__Task objective__
Identify each line below containing the string "characters" and copy it.

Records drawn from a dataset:
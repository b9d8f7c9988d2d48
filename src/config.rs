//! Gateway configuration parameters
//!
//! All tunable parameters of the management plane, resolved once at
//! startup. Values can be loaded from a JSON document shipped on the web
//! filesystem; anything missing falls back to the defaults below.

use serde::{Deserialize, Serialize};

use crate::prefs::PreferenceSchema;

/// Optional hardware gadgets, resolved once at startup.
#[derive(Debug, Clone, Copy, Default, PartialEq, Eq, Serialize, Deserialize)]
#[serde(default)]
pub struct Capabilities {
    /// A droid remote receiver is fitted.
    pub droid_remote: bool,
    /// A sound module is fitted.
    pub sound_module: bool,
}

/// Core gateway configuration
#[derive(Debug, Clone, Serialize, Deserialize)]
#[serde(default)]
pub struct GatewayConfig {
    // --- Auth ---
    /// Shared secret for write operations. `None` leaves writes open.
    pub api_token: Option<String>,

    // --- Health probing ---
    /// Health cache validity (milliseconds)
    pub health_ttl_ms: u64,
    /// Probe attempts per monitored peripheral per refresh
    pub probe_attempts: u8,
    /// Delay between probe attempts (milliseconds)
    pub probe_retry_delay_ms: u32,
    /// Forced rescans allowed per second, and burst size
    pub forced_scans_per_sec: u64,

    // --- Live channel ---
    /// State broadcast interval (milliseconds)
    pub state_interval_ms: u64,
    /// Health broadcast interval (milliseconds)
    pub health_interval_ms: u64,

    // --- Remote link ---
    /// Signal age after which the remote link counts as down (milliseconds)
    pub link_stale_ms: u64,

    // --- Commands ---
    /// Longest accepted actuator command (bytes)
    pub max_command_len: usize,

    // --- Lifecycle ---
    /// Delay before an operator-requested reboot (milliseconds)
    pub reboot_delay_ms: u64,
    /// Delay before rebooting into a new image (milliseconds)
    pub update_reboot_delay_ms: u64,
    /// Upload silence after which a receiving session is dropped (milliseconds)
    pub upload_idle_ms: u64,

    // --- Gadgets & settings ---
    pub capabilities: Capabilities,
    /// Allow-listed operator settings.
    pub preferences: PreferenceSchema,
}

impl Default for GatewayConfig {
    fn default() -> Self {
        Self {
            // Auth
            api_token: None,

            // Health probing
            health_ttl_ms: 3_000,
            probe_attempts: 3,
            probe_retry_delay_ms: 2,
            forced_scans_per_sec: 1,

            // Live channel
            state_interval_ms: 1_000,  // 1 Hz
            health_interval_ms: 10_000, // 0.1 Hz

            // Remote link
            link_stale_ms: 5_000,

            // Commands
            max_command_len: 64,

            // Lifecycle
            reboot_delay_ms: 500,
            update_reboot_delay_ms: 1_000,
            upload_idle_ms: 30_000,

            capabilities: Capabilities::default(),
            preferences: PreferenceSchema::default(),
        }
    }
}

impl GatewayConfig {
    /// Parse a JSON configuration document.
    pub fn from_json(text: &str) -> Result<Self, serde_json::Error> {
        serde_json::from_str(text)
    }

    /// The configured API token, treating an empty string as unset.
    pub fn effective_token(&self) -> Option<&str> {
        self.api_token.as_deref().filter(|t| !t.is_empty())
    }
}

...

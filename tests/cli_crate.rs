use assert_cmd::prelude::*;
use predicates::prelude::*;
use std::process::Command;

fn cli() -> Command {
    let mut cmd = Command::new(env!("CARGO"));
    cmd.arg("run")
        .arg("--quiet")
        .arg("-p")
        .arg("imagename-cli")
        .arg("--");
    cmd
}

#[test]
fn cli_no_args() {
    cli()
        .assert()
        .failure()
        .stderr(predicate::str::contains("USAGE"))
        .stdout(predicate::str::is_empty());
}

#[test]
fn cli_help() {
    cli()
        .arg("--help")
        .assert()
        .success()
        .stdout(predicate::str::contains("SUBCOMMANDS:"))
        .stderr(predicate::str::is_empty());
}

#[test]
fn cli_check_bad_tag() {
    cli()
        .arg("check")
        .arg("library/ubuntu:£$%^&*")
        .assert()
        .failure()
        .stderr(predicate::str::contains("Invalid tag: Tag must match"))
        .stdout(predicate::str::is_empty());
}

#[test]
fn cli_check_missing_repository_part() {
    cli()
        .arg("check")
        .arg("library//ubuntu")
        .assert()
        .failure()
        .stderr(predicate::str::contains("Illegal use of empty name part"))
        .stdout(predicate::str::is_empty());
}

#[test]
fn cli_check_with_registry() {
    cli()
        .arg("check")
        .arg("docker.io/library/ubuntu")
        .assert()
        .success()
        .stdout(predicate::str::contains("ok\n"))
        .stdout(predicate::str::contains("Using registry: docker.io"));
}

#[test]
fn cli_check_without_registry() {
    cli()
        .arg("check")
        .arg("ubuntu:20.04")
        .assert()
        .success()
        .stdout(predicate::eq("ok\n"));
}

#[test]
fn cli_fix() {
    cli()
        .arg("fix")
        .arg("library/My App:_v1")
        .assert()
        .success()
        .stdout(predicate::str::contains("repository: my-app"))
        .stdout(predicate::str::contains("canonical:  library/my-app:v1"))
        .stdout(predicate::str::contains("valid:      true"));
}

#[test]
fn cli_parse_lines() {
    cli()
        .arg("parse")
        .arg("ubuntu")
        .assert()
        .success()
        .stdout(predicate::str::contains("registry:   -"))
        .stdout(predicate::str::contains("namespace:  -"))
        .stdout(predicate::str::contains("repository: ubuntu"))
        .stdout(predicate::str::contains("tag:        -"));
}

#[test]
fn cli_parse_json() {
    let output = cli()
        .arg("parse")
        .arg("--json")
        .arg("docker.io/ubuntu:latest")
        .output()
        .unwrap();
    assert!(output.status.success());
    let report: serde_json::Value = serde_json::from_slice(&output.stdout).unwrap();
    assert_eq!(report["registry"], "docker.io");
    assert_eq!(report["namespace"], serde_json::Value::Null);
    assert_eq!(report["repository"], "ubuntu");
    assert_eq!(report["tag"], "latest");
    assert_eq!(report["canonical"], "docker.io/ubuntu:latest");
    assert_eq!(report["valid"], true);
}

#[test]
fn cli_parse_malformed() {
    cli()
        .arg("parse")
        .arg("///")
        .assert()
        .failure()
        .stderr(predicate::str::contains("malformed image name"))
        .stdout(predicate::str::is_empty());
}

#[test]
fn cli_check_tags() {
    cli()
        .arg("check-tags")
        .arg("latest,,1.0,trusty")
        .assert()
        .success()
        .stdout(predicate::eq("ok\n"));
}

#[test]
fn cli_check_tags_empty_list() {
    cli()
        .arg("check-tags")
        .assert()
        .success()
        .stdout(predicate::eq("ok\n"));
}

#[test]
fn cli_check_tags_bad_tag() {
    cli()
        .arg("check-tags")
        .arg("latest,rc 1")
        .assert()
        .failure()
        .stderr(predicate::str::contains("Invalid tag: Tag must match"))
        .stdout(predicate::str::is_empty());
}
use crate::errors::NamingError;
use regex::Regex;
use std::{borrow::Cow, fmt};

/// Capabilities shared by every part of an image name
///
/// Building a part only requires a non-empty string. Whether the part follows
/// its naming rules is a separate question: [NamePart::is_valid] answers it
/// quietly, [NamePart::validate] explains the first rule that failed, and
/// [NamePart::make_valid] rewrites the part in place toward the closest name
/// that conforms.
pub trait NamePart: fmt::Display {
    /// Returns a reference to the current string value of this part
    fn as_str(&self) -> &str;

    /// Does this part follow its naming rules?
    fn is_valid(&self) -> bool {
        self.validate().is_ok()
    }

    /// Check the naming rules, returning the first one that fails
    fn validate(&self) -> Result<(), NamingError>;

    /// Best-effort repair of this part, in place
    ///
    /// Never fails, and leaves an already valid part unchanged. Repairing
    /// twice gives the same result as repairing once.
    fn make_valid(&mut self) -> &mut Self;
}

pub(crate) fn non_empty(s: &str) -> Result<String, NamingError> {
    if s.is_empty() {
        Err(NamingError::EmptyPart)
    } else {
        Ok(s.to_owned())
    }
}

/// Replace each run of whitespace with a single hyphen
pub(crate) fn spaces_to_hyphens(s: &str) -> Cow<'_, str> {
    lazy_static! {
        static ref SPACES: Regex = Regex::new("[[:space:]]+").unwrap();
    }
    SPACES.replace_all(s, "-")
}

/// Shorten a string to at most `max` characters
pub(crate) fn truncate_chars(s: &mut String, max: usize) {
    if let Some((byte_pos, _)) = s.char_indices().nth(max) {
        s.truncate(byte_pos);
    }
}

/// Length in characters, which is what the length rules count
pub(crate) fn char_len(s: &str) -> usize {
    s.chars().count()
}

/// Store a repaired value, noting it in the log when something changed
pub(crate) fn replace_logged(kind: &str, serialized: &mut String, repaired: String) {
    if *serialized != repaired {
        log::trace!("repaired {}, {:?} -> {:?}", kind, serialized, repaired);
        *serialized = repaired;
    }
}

__The completed task__
/// Shorten a string to at most `max` characters
/// Length in characters, which is what the length rules count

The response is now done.